[EXTRACTED DATA — start]

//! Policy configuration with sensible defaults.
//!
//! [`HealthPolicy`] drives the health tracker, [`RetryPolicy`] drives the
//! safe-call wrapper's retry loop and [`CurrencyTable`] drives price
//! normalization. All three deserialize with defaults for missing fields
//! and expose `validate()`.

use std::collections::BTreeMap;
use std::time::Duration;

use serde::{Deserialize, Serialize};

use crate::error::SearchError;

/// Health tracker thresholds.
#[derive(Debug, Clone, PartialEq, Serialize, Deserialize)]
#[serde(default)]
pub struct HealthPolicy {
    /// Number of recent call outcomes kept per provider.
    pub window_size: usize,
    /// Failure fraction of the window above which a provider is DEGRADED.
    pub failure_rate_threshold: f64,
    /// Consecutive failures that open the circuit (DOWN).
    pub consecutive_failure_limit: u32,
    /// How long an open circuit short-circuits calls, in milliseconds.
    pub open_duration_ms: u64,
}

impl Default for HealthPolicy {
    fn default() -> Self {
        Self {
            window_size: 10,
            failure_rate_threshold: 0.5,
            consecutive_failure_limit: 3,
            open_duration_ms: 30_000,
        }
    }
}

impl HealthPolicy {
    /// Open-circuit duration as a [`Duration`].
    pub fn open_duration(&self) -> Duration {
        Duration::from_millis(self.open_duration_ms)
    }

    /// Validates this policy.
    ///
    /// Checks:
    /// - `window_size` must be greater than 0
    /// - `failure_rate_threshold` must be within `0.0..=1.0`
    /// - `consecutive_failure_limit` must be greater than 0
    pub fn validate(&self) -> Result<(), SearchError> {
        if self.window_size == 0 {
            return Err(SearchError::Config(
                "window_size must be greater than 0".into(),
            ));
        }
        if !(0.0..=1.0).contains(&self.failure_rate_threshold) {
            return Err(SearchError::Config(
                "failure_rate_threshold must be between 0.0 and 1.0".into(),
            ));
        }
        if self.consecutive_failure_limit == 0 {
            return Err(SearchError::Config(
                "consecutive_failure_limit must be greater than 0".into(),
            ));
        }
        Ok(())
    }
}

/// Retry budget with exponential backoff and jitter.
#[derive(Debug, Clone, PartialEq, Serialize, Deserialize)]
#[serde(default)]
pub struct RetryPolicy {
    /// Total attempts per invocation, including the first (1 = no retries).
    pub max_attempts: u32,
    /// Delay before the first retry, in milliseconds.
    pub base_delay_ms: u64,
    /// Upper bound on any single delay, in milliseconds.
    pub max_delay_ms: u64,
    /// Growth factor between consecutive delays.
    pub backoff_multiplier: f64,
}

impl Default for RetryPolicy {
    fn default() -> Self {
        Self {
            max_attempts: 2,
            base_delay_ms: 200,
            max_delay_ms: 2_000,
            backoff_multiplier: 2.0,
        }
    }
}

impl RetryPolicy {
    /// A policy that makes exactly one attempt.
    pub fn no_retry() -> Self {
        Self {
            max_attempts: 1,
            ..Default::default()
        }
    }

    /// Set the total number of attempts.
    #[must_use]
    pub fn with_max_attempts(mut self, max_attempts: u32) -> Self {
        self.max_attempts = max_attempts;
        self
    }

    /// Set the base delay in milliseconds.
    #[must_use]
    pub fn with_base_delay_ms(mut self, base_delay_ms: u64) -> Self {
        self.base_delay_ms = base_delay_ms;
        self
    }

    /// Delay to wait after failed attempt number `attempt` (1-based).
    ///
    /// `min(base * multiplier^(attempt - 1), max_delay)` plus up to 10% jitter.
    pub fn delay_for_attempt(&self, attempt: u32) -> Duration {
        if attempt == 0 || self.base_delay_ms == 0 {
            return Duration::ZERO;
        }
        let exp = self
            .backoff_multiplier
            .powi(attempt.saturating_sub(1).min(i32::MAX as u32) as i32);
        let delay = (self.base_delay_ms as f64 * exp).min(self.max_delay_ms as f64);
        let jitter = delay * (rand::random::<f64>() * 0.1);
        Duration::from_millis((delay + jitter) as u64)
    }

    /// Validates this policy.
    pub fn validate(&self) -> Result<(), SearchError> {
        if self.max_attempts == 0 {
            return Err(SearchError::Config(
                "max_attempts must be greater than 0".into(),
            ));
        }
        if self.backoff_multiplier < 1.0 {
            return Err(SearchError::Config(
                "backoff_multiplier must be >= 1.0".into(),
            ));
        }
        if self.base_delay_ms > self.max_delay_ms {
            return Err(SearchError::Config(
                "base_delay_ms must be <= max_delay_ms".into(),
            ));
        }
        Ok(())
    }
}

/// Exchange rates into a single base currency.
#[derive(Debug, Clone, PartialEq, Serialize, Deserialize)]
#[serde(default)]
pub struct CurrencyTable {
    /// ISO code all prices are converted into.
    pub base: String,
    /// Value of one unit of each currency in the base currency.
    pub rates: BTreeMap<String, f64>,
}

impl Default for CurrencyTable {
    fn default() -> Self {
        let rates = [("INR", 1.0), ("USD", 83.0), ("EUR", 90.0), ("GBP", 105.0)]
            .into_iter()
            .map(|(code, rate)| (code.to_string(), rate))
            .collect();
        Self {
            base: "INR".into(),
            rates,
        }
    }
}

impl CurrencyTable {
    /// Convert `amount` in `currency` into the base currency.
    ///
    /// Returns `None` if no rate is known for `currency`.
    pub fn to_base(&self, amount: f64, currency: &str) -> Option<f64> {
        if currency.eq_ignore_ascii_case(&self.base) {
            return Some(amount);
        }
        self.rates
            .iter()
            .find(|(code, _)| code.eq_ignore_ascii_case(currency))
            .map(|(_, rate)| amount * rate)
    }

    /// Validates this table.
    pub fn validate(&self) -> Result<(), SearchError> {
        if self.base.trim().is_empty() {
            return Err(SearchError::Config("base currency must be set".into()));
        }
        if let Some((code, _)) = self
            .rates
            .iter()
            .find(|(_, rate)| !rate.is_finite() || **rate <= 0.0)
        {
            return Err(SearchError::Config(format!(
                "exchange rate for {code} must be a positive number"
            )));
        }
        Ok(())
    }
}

[EXTRACTED DATA — finish]
[EXTRACTED DATA — start]

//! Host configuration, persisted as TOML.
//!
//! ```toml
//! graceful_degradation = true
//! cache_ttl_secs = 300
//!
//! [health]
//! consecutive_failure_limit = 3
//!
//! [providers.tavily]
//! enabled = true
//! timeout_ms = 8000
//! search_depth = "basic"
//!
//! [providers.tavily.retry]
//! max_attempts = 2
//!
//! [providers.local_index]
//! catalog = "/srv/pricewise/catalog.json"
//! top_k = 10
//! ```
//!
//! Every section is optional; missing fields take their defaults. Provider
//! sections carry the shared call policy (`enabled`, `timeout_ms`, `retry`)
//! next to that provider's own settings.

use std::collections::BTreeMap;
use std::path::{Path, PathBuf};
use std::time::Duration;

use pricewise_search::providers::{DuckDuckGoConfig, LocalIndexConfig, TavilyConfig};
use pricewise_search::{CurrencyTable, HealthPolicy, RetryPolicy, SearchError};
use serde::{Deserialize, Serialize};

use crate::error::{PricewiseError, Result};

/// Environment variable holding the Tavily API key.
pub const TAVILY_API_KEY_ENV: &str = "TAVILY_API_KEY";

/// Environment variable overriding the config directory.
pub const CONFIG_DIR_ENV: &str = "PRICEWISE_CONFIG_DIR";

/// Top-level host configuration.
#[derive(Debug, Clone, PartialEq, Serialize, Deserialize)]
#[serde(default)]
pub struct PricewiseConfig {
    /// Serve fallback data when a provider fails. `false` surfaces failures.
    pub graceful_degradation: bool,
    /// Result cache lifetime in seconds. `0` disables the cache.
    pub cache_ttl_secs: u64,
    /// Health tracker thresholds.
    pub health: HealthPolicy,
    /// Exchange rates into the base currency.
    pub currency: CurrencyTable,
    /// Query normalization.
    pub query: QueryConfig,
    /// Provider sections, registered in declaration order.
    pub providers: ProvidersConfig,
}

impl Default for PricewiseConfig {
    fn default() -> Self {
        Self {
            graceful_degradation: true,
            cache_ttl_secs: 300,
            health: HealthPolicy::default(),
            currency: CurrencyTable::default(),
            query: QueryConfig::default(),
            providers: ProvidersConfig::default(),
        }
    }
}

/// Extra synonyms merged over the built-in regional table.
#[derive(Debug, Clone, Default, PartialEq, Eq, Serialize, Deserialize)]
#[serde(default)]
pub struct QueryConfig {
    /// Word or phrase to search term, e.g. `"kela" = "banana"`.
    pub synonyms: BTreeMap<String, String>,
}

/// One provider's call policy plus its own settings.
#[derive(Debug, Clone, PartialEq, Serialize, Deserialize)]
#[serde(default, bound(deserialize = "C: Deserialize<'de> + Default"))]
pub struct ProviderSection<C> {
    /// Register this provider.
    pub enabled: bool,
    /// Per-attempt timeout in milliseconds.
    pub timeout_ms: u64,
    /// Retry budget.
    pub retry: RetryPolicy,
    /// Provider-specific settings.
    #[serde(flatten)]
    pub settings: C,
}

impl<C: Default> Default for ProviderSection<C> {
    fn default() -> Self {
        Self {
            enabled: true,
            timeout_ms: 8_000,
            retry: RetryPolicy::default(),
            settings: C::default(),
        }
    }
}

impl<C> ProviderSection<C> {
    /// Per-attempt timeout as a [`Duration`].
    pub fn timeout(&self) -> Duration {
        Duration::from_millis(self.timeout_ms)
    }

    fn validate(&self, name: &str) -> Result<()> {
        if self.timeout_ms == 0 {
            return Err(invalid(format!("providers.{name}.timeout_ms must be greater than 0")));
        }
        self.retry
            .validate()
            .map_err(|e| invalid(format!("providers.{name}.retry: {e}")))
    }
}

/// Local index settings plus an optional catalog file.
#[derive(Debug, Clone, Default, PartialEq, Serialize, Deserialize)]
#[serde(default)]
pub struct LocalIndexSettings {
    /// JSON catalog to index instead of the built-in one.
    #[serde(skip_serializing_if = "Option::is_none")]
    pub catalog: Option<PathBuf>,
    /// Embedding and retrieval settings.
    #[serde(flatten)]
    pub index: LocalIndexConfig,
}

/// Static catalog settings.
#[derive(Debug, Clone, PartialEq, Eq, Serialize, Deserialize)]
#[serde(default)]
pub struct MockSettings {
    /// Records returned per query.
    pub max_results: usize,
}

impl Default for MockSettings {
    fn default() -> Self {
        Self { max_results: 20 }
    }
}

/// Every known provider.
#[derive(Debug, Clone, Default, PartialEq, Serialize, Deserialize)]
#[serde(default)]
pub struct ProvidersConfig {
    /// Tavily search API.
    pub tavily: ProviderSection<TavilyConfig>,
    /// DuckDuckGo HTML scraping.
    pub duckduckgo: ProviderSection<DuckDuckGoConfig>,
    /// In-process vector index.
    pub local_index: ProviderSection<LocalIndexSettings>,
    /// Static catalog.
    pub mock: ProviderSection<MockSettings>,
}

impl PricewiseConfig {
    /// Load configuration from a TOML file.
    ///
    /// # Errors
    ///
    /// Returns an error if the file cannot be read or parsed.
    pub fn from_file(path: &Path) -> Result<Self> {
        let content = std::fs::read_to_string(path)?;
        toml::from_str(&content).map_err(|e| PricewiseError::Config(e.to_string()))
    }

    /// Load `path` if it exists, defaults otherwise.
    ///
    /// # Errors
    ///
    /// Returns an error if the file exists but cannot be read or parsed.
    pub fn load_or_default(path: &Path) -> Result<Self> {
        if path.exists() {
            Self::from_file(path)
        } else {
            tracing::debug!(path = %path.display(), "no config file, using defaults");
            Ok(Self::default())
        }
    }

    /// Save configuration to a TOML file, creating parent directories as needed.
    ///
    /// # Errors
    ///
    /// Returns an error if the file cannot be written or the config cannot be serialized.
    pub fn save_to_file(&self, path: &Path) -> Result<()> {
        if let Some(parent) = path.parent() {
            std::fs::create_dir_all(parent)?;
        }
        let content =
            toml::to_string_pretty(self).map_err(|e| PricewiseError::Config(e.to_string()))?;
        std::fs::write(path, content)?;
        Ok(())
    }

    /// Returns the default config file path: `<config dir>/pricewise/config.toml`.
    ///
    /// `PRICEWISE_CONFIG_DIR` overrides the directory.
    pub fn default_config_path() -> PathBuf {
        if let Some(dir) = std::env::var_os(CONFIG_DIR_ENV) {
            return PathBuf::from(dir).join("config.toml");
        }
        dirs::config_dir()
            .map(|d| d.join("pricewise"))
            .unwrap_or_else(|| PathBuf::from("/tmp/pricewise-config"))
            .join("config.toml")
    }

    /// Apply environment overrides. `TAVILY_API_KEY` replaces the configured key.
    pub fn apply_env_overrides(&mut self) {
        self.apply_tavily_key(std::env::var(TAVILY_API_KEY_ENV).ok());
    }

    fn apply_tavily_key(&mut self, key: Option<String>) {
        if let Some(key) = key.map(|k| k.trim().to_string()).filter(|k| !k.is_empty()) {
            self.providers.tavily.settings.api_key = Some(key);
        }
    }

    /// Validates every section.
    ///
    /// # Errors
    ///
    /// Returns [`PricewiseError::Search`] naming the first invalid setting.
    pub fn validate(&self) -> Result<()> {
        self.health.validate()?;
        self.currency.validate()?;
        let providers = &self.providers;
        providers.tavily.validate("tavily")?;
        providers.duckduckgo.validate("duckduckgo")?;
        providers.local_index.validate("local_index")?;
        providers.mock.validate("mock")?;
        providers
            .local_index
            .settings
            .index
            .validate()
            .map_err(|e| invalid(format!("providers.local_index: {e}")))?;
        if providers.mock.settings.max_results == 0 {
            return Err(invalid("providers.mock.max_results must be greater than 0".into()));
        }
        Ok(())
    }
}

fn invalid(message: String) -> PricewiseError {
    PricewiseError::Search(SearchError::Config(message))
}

[EXTRACTED DATA — finish]

**WHAT THE TASK REQUIRES**
Above are the records; report each line in them that includes the word "find".

**RESPONSE TO THE EXERCISE**
            .find(|(code, _)| code.eq_ignore_ascii_case(currency))
            .find(|(_, rate)| !rate.is_finite() || **rate <= 0.0)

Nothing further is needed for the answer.